Unlike traditional tool calling & RAG approaches that rely on in-context composition, PromptQL's planning engine generates and runs programs that compose tool calls and LLM tasks, providing:
- ~2x improvement in accuracy over traditional approaches
- Near-perfect repeatability as complexity increases
- Constant context size regardless of data volume
- Detailed execution plans for complete explainability
- Fine-grained authorization to protect sensitive data
PromptQL uses a semantic metadata layer which utilizes out-of-the-box connectors to access a wide range of data sources, introspect your data and help you build a high-quality realtime data product with declarative metadata and fine-grained entitlements.
Hasura Data Delivery Network (DDN)
Hasura DDN is a managed service that powers PromptQL. It provides the infrastructure needed to connect, unify, and serve data from multiple sources — securely and at scale.
Hasura DDN delivers a production-ready platform that removes the need to manage your own API or application server. It handles everything under the hood so that PromptQL can focus on understanding your questions and delivering accurate, real-time answers.

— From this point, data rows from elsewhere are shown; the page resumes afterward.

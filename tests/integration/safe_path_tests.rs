//! Deletions inside disposable directories

use std::fs;
use std::path::Path;
use std::sync::Arc;

use dcg::{Guard, PatternRegistry, SafePaths, Verdict};
use tempfile::TempDir;

struct Project {
    root: TempDir,
    guard: Guard,
}

impl Project {
    fn new() -> Self {
        let root = TempDir::new().unwrap();
        fs::create_dir_all(root.path().join("node_modules/.cache")).unwrap();
        fs::create_dir_all(root.path().join("target/debug")).unwrap();
        fs::create_dir_all(root.path().join("src")).unwrap();

        let guard = guard_for(&["node_modules", "target"], Some(root.path()));
        Self { root, guard }
    }

    fn path(&self) -> &Path {
        self.root.path()
    }

    fn check(&self, command: &str) -> Verdict {
        self.guard.evaluate(command, "integration")
    }
}

fn guard_for(entries: &[&str], root: Option<&Path>) -> Guard {
    Guard::new(
        Arc::new(PatternRegistry::core()),
        Arc::new(SafePaths::new(entries, root)),
    )
}

#[test]
fn test_rm_in_safe_path_allowed() {
    let project = Project::new();
    assert!(project.check("rm -rf ./node_modules").is_allow());
    assert!(project.check("rm -rf node_modules/.cache").is_allow());
    assert!(project.check("rm -rf target/debug node_modules").is_allow());
    assert!(project.check("rm -r 'target'").is_allow());
}

#[test]
fn test_rm_missing_target_inside_safe_path_allowed() {
    let project = Project::new();
    assert!(project.check("rm -rf target/release").is_allow());
}

#[test]
fn test_absolute_operand_inside_safe_path_allowed() {
    let project = Project::new();
    let command = format!("rm -rf {}/target/debug", project.path().display());
    assert!(project.check(&command).is_allow());
}

#[test]
fn test_project_root_variable_expanded() {
    let project = Project::new();
    assert!(project.check("rm -rf $PROJECT_ROOT/node_modules").is_allow());
    assert!(project.check("rm -rf ${PROJECT_ROOT}/target").is_allow());
}

#[test]
fn test_one_unsafe_operand_blocks() {
    let project = Project::new();
    let verdict = project.check("rm -rf node_modules src");
    assert!(verdict.is_block());
    assert_eq!(verdict.pattern_id.as_deref(), Some("fs_rm_recursive_force"));
}

#[test]
fn test_parent_traversal_never_allowed() {
    let project = Project::new();
    assert!(!project.check("rm -rf ../../etc").is_allow());
    assert!(!project.check("rm -rf node_modules/../src").is_allow());
    assert!(!project.check("rm -rf target/../../").is_allow());
}

#[test]
fn test_unknown_variable_not_safe() {
    let project = Project::new();
    assert!(project.check("rm -rf $DCG_TEST_UNSET_VAR/node_modules").is_block());
}

#[test]
fn test_hidden_glob_not_safe() {
    let project = Project::new();
    assert!(project.check("rm -rf node_modules/.*").is_block());
}

#[cfg(unix)]
#[test]
fn test_symlink_escape_not_safe() {
    let project = Project::new();
    std::os::unix::fs::symlink(
        project.path().join("src"),
        project.path().join("node_modules/escape"),
    )
    .unwrap();

    assert!(project.check("rm -rf node_modules/escape/").is_block());
}

#[test]
fn test_each_segment_judged_separately() {
    let project = Project::new();
    let verdict = project.check("rm -rf node_modules && rm -rf src");
    assert!(verdict.is_block());
    assert_eq!(verdict.segment_offset, Some(23));
}

#[test]
fn test_safe_path_does_not_exempt_other_patterns() {
    let project = Project::new();
    let verdict = project.check("rm -rf node_modules && git reset --hard");
    assert!(verdict.is_block());
    assert_eq!(verdict.pattern_id.as_deref(), Some("git_reset_hard"));
}

#[test]
fn test_root_and_home_entries_rejected() {
    let dir = TempDir::new().unwrap();
    let paths = SafePaths::new(["/", "~"], Some(dir.path()));
    assert!(paths.is_empty());

    let guard = guard_for(&["/", "~"], Some(dir.path()));
    assert!(guard.evaluate("rm -rf /", "integration").is_block());
    assert!(guard.evaluate("rm -rf ~", "integration").is_block());
}

#[test]
fn test_relative_operand_without_root_not_safe() {
    let scratch = TempDir::new().unwrap();
    let entry = scratch.path().to_string_lossy().into_owned();
    let guard = guard_for(&[entry.as_str()], None);

    assert!(guard.evaluate("rm -rf build", "integration").is_block());

    let absolute = format!("rm -rf {}/build", scratch.path().display());
    assert!(guard.evaluate(&absolute, "integration").is_allow());
}

#[test]
fn test_no_safe_paths_blocks_everything() {
    let guard = Guard::default();
    assert!(guard.evaluate("rm -rf ./node_modules", "integration").is_block());
}
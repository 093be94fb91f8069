//! Pattern-pack ingestion
//!
//! Parses pack definitions (TOML), validates every pattern, deduplicates by
//! id and produces an immutable [`PatternRegistry`]. The guard itself never
//! sees a malformed pattern: everything is rejected here, at load time.

use std::collections::HashMap;
use std::path::Path;

use regex::{RegexBuilder, RegexSetBuilder};
use serde::Deserialize;
use thiserror::Error;
use tracing::warn;

use crate::rules::base;
use crate::rules::packs;
use crate::rules::{Action, Pattern, PatternRegistry, Rule, Severity};

/// Upper bound on the compiled size of a single pattern.
pub const PATTERN_SIZE_LIMIT: usize = 1 << 20;

/// Upper bound on the compiled size of the whole registry.
pub const REGISTRY_SIZE_LIMIT: usize = 64 << 20;

/// Errors raised while loading or validating packs
#[derive(Debug, Error)]
pub enum PackError {
    #[error("failed to read pack file {path}: {source}")]
    Io {
        path: String,
        #[source]
        source: std::io::Error,
    },

    #[error("failed to parse pack definition: {0}")]
    Parse(#[from] toml::de::Error),

    #[error("pack '{pack}' contains a pattern with an empty id")]
    EmptyId { pack: String },

    #[error("pattern '{id}' has an invalid regex: {source}")]
    InvalidRegex {
        id: String,
        #[source]
        source: regex::Error,
    },

    #[error("pattern '{id}' exceeds the compiled regex size limit")]
    RegexTooComplex { id: String },

    #[error("registry exceeds the compiled regex size limit")]
    RegistryTooComplex,

    #[error("unknown built-in pack: {0}")]
    UnknownPack(String),
}

/// Pack header
#[derive(Debug, Clone, Deserialize, PartialEq, Eq)]
pub struct PackMeta {
    pub name: String,

    #[serde(default)]
    pub description: Option<String>,
}

/// One pattern as written in a pack file
#[derive(Debug, Clone, Deserialize, PartialEq, Eq)]
pub struct PatternDef {
    pub id: String,
    pub regex: String,
    pub action: Action,
    pub severity: Severity,
    #[serde(default)]
    pub message: String,
}

/// A parsed, not yet validated pack
#[derive(Debug, Clone, Deserialize, PartialEq, Eq)]
pub struct PackDefinition {
    pub pack: PackMeta,

    #[serde(default)]
    pub patterns: Vec<PatternDef>,
}

impl PackDefinition {
    /// Parse a pack from TOML text
    pub fn from_toml_str(content: &str) -> Result<Self, PackError> {
        Ok(toml::from_str(content)?)
    }

    /// Load a pack from a TOML file
    pub fn from_file(path: &Path) -> Result<Self, PackError> {
        let content = std::fs::read_to_string(path).map_err(|source| PackError::Io {
            path: path.display().to_string(),
            source,
        })?;
        Self::from_toml_str(&content)
    }

    /// Build a pack from a built-in rule table
    pub fn from_rules(pack: PackMeta, rules: &[Rule]) -> Self {
        let patterns = rules
            .iter()
            .map(|r| PatternDef {
                id: r.id.to_string(),
                regex: r.pattern.to_string(),
                action: r.action,
                severity: r.severity,
                message: r.message.to_string(),
            })
            .collect();
        Self { pack, patterns }
    }

    fn validate(&self) -> Result<(), PackError> {
        for def in &self.patterns {
            if def.id.trim().is_empty() {
                return Err(PackError::EmptyId {
                    pack: self.pack.name.clone(),
                });
            }
            compile_single(&def.id, &def.regex)?;
        }
        Ok(())
    }
}

fn compile_single(id: &str, pattern: &str) -> Result<(), PackError> {
    match RegexBuilder::new(pattern)
        .size_limit(PATTERN_SIZE_LIMIT)
        .build()
    {
        Ok(_) => Ok(()),
        Err(regex::Error::CompiledTooBig(_)) => {
            Err(PackError::RegexTooComplex { id: id.to_string() })
        }
        Err(source) => Err(PackError::InvalidRegex {
            id: id.to_string(),
            source,
        }),
    }
}

/// Accumulates packs and produces a [`PatternRegistry`].
///
/// Duplicate ids: the later definition replaces the earlier one but keeps the
/// earlier registration slot.
#[derive(Debug, Default)]
pub struct RegistryBuilder {
    patterns: Vec<Pattern>,
    index: HashMap<String, usize>,
}

impl RegistryBuilder {
    pub fn new() -> Self {
        Self::default()
    }

    /// Add the always-present core set.
    pub fn with_core(mut self) -> Self {
        // Core rules are checked by the tests in `rules::base`.
        self.insert_pack(base::core_pack());
        self
    }

    /// Add a built-in extension pack by name.
    pub fn add_builtin(self, name: &str) -> Result<Self, PackError> {
        let def = packs::builtin(name).ok_or_else(|| PackError::UnknownPack(name.to_string()))?;
        self.add_pack(def)
    }

    /// Validate and add a pack. A pack with any invalid pattern is rejected
    /// as a whole.
    pub fn add_pack(mut self, def: PackDefinition) -> Result<Self, PackError> {
        def.validate()?;
        self.insert_pack(def);
        Ok(self)
    }

    /// Load, validate and add a pack file.
    pub fn add_pack_file(self, path: &Path) -> Result<Self, PackError> {
        let def = PackDefinition::from_file(path)?;
        self.add_pack(def)
    }

    fn insert_pack(&mut self, def: PackDefinition) {
        let pack_name = def.pack.name;
        for p in def.patterns {
            let pattern = Pattern {
                id: p.id,
                regex: p.regex,
                action: p.action,
                severity: p.severity,
                message: p.message,
                pack: pack_name.clone(),
            };

            match self.index.get(&pattern.id) {
                Some(&slot) => {
                    warn!(
                        id = %pattern.id,
                        previous_pack = %self.patterns[slot].pack,
                        pack = %pattern.pack,
                        "duplicate pattern id, last registration wins"
                    );
                    self.patterns[slot] = pattern;
                }
                None => {
                    self.index.insert(pattern.id.clone(), self.patterns.len());
                    self.patterns.push(pattern);
                }
            }
        }
    }

    /// Compile every pattern into one set.
    pub fn build(self) -> Result<PatternRegistry, PackError> {
        let set = RegexSetBuilder::new(self.patterns.iter().map(|p| p.regex.as_str()))
            .size_limit(REGISTRY_SIZE_LIMIT)
            .build()
            .map_err(|e| match e {
                regex::Error::CompiledTooBig(_) => PackError::RegistryTooComplex,
                source => PackError::InvalidRegex {
                    id: "<registry>".to_string(),
                    source,
                },
            })?;

        Ok(PatternRegistry::from_parts(self.patterns, set))
    }
}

Hasura DDN is globally-distributed and always available. Its new runtime engine accesses metadata on a per-request basis, enabling better isolation, high scalability, and faster response times.
The managed control plane includes tools for metadata authoring, CI/CD, infrastructure management, and team collaboration. This separation of control and data planes (unlike earlier versions, where they were bundled together) allows you to manage your metadata in version control and deploy confidently—so PromptQL always has the context it needs to reason across your data sources and respond reliably.
PromptQL Programs
PromptQL programs are Python programs that read & write data via python functions. They are generated by LLMs and represent the concrete implementation of a user's intended interaction with their business data. PromptQL programs can create, read, update, and analyze data across multiple sources.
PromptQL Primitives
PromptQL primitives are AI functions available as Python functions within PromptQL programs. They perform common AI tasks on data, such as classification, summarization, and extraction, allowing the composition of cognitive tasks with computational tasks.
PromptQL Artifacts
PromptQL artifacts are stores of data that can be referenced from PromptQL programs. PromptQL programs can create artifacts as structured memory, which helps overcome LLM context window limitations and ensures information consistency across interactions.
Query Plans
PromptQL builds dynamic query plans that can be modified during execution based on intermediate results or explicit instructions from the user. These plans incorporate control structures to handle different scenarios and can adjust retrieval strategies dynamically, overcoming limitations of rigid retrieval-based approaches.
Control plane
The control plane manages the configuration, orchestration, and coordination of the data plane elements along with providing tools to author metadata. It is responsible for setting up and managing the behavior, policies, and rules that govern how data is processed and forwarded in the data plane. It also oversees the overall behavior of the system, manages the endpoints, maintains the configurations, handles authentication and access control mechanisms, and gathers analytics or metrics related to application usage.